_What is being asked_
The required output is all lines below that contain the word "await".

Stored items
===============

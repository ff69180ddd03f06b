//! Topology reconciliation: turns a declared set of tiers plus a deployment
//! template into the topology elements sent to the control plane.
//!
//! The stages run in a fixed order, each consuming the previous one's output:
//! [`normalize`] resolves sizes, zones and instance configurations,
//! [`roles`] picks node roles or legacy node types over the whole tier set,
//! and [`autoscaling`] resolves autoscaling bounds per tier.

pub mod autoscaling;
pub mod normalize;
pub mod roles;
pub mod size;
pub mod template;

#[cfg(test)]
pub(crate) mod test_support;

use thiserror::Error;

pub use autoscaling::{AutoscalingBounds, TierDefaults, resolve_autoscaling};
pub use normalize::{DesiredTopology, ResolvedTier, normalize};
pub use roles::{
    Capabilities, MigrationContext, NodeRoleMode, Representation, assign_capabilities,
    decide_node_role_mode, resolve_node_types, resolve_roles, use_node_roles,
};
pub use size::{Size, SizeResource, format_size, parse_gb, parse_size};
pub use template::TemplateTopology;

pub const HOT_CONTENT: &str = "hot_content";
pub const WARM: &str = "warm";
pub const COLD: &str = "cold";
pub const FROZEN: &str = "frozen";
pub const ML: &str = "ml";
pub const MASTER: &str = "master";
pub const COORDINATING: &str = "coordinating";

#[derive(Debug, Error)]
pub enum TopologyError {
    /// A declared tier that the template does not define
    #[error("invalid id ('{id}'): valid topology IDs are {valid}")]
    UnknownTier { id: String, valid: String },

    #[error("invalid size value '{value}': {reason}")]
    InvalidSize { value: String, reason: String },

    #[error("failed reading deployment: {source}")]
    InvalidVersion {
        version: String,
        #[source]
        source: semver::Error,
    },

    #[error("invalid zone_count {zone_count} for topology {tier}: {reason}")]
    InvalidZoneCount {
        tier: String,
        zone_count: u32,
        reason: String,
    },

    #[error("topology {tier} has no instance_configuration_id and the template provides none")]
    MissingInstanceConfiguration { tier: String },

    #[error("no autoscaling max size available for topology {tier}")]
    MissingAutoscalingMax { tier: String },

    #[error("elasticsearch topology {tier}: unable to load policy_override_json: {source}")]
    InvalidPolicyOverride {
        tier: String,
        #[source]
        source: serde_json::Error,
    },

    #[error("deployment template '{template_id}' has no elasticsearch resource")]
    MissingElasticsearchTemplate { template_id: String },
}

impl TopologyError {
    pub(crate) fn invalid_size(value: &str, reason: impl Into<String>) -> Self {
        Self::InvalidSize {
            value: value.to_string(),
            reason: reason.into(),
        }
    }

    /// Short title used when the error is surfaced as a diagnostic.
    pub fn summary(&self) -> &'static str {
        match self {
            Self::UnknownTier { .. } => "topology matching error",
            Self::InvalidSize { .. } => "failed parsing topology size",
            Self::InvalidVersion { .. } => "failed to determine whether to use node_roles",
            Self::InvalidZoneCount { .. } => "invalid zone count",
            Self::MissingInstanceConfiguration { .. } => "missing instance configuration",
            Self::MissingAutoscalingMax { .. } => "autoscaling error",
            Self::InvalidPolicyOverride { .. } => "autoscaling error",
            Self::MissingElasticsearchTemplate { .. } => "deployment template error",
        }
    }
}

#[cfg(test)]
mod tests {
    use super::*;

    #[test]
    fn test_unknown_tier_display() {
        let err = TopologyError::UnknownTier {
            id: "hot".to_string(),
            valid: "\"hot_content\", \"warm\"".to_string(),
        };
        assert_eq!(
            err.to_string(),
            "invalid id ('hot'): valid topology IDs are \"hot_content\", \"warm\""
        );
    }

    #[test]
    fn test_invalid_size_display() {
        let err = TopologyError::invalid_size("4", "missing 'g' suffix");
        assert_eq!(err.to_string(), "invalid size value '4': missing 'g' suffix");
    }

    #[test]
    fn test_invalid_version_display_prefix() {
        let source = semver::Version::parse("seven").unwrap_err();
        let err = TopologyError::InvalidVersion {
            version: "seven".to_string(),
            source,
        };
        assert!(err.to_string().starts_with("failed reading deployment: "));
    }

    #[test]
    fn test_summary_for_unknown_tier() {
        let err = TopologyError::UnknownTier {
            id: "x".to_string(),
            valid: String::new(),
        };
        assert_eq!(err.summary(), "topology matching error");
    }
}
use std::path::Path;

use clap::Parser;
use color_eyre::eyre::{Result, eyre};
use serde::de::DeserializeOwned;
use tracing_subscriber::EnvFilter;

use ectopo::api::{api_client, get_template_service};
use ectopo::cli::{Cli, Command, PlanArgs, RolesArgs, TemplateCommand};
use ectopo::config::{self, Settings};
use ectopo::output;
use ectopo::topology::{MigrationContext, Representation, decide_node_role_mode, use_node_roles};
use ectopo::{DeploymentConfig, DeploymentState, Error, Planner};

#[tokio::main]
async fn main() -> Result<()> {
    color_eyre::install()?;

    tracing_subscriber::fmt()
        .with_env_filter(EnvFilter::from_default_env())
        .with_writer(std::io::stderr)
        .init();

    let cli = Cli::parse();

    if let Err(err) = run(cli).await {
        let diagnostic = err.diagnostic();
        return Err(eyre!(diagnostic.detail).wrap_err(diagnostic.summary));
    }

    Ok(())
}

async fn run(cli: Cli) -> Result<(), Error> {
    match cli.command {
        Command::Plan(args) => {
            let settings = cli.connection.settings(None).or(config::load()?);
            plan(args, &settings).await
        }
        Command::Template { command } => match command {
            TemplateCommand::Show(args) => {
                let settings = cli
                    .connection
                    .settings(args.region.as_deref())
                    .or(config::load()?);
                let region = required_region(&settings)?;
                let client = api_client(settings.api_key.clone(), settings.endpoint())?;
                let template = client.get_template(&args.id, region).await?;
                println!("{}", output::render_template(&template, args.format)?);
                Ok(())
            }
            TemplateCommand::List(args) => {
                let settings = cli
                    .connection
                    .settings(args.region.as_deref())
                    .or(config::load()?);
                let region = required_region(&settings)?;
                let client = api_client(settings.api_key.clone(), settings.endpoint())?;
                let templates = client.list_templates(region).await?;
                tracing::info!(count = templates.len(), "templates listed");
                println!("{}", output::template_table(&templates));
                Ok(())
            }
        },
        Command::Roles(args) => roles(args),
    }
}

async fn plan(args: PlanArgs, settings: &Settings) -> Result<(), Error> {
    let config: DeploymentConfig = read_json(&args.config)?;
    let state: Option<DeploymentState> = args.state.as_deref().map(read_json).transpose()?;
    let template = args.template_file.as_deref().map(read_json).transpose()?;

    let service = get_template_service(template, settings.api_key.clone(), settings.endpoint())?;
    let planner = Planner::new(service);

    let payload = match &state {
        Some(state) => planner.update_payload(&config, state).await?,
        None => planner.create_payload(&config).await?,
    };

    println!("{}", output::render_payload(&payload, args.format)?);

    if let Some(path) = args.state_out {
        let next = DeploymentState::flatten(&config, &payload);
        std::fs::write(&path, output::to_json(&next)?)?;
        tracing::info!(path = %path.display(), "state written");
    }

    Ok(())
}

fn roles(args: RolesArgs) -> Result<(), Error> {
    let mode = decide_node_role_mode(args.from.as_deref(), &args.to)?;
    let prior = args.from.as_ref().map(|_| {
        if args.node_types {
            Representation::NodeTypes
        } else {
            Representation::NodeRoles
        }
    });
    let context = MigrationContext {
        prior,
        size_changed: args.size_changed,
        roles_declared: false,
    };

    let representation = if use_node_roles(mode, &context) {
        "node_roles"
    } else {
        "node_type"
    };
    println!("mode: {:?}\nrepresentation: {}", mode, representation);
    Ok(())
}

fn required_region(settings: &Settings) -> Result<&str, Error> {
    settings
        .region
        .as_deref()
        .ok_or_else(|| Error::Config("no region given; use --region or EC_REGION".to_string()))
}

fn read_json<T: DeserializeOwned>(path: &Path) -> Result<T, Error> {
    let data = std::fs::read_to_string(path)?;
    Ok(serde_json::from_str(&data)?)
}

===============

_Answer to this exercise_
    if let Err(err) = run(cli).await {
            plan(args, &settings).await
                let template = client.get_template(&args.id, region).await?;
                let templates = client.list_templates(region).await?;
        Some(state) => planner.update_payload(&config, state).await?,
        None => planner.create_payload(&config).await?,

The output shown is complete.